The emotional roller coaster does take time to settle down. Just tell yourself this is normal, take deep breaths, and when you miss him, tell yourself you miss the husband you thought you had, not the one he turned out to be. They just look the same; an evil twin, as it were.



pLaTesPinNeR said:


> For the record, I'm in Canada, I work full time, H and I jointly and equally own a business that we are in the midst of selling. For the last 8 years we've been earning the EXACT SAME SALARY. We also own a few properties. We have two kids, ages 9 and 7. Married 10 years, together 13.

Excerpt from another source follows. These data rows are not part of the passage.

//! Estate Config
//!
//! Startup configuration for the advisor: where the reference dataset and the
//! two pipeline artifacts live, which address to bind, and the few knobs of
//! the insights page. Values come from, in increasing precedence:
//!
//! 1. built-in defaults
//! 2. a YAML file (`--config`, or `<config dir>/estate-advisor/config.yaml`)
//! 3. `ESTATE_*` environment variables

use std::net::SocketAddr;
use std::path::{Path, PathBuf};

use estate_core::{InsightLimits, Placeholders};
use serde::{Deserialize, Serialize};
use thiserror::Error;

pub const ENV_DATASET: &str = "ESTATE_DATASET";
pub const ENV_DATASET_ENTRY: &str = "ESTATE_DATASET_ENTRY";
pub const ENV_CLASSIFIER: &str = "ESTATE_CLASSIFIER";
pub const ENV_REGRESSOR: &str = "ESTATE_REGRESSOR";
pub const ENV_BIND: &str = "ESTATE_BIND";

#[derive(Error, Debug)]
pub enum ConfigError {
    #[error("Failed to read config {path}: {source}")]
    Io {
        path: PathBuf,
        source: std::io::Error,
    },

    #[error("Invalid YAML in {path}: {source}")]
    Yaml {
        path: PathBuf,
        source: serde_yaml::Error,
    },

    #[error("Invalid setting {key}: {reason}")]
    Invalid { key: &'static str, reason: String },
}

pub type Result<T> = std::result::Result<T, ConfigError>;

#[derive(Debug, Clone, PartialEq, Serialize, Deserialize)]
#[serde(default)]
pub struct AppConfig {
    /// Zip archive holding the reference CSV.
    pub dataset_path: PathBuf,
    /// Entry name of the CSV inside the archive.
    pub dataset_entry: String,
    pub classifier_path: PathBuf,
    pub regressor_path: PathBuf,
    pub bind: String,
    /// `EnvFilter` directive used when `RUST_LOG` is unset.
    pub log_filter: Option<String>,
    pub insights: InsightLimits,
    pub placeholders: Placeholders,
}

impl Default for AppConfig {
    fn default() -> Self {
        Self {
            dataset_path: PathBuf::from("data/processed/cleaned_data.zip"),
            dataset_entry: "cleaned_data.csv".to_string(),
            classifier_path: PathBuf::from("app/models/classification_pipeline.json"),
            regressor_path: PathBuf::from("app/models/regression_pipeline.json"),
            bind: "127.0.0.1:8501".to_string(),
            log_filter: None,
            insights: InsightLimits::default(),
            placeholders: Placeholders::default(),
        }
    }
}

impl AppConfig {
    /// `<config dir>/estate-advisor/config.yaml`
    pub fn default_path() -> Option<PathBuf> {
        dirs::config_dir().map(|d| d.join("estate-advisor").join("config.yaml"))
    }

    /// Load from an explicit file, or from the default location when present,
    /// then apply environment overrides and validate.
    ///
    /// An explicit path that does not exist is an error; a missing default
    /// file just means built-in defaults.
    pub fn load(explicit: Option<&Path>) -> Result<Self> {
        let mut config = match explicit {
            Some(path) => Self::from_file(path)?,
            None => match Self::default_path() {
                Some(path) if path.exists() => Self::from_file(&path)?,
                _ => Self::default(),
            },
        };
        config.apply_env(|key| std::env::var(key).ok())?;
        config.validate()?;
        Ok(config)
    }

    pub fn from_file(path: &Path) -> Result<Self> {
        let text = std::fs::read_to_string(path).map_err(|source| ConfigError::Io {
            path: path.to_path_buf(),
            source,
        })?;
        serde_yaml::from_str(&text).map_err(|source| ConfigError::Yaml {
            path: path.to_path_buf(),
            source,
        })
    }

    /// Apply `ESTATE_*` overrides. `lookup` is `std::env::var` in production.
    pub fn apply_env<F>(&mut self, lookup: F) -> Result<()>
    where
        F: Fn(&str) -> Option<String>,
    {
        if let Some(v) = lookup(ENV_DATASET) {
            self.dataset_path = PathBuf::from(v);
        }
        if let Some(v) = lookup(ENV_DATASET_ENTRY) {
            if v.trim().is_empty() {
                return Err(ConfigError::Invalid {
                    key: ENV_DATASET_ENTRY,
                    reason: "must not be empty".into(),
                });
            }
            self.dataset_entry = v;
        }
        if let Some(v) = lookup(ENV_CLASSIFIER) {
            self.classifier_path = PathBuf::from(v);
        }
        if let Some(v) = lookup(ENV_REGRESSOR) {
            self.regressor_path = PathBuf::from(v);
        }
        if let Some(v) = lookup(ENV_BIND) {
            self.bind = v;
        }
        Ok(())
    }

    pub fn validate(&self) -> Result<()> {
        self.bind_addr()?;
        if self.dataset_entry.trim().is_empty() {
            return Err(ConfigError::Invalid {
                key: "dataset_entry",
                reason: "must not be empty".into(),
            });
        }
        if self.insights.city_price_limit == 0 {
            return Err(ConfigError::Invalid {
                key: "insights.city_price_limit",
                reason: "must be at least 1".into(),
            });
        }
        if self.insights.growth_limit == 0 {
            return Err(ConfigError::Invalid {
                key: "insights.growth_limit",
                reason: "must be at least 1".into(),
            });
        }
        let opacity = self.insights.scatter_opacity;
        if !(opacity > 0.0 && opacity <= 1.0) {
            return Err(ConfigError::Invalid {
                key: "insights.scatter_opacity",
                reason: format!("{opacity} is not in (0, 1]"),
            });
        }
        Ok(())
    }

    pub fn bind_addr(&self) -> Result<SocketAddr> {
        self.bind.parse().map_err(|e| ConfigError::Invalid {
            key: "bind",
            reason: format!("'{}': {e}", self.bind),
        })
    }
}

You work full time in addition to the business? Or will your salaries start to vary once that's gone?



pLaTesPinNeR said:


> Honestly, I'm concerned that he thinks he can do 50/50, but over time he'll take them less and less, and it will be more like 70/30, but I won't be getting support. Do you recommend I try to fight the 50/50 claim, to avoid this? Can the custody arrangement be revisited down the road if it is changing in this way? Or does it just stay firm?


Start with 50-50. He'll either step up to the plate, or it will not work out and you'll end up taking the kids more. Then you modify your separation agreement to reflect the updated circumstances.

And over time, your salaries may begin to vary. Make sure you update annually to keep the CS current, particularly if the 50-50 changes.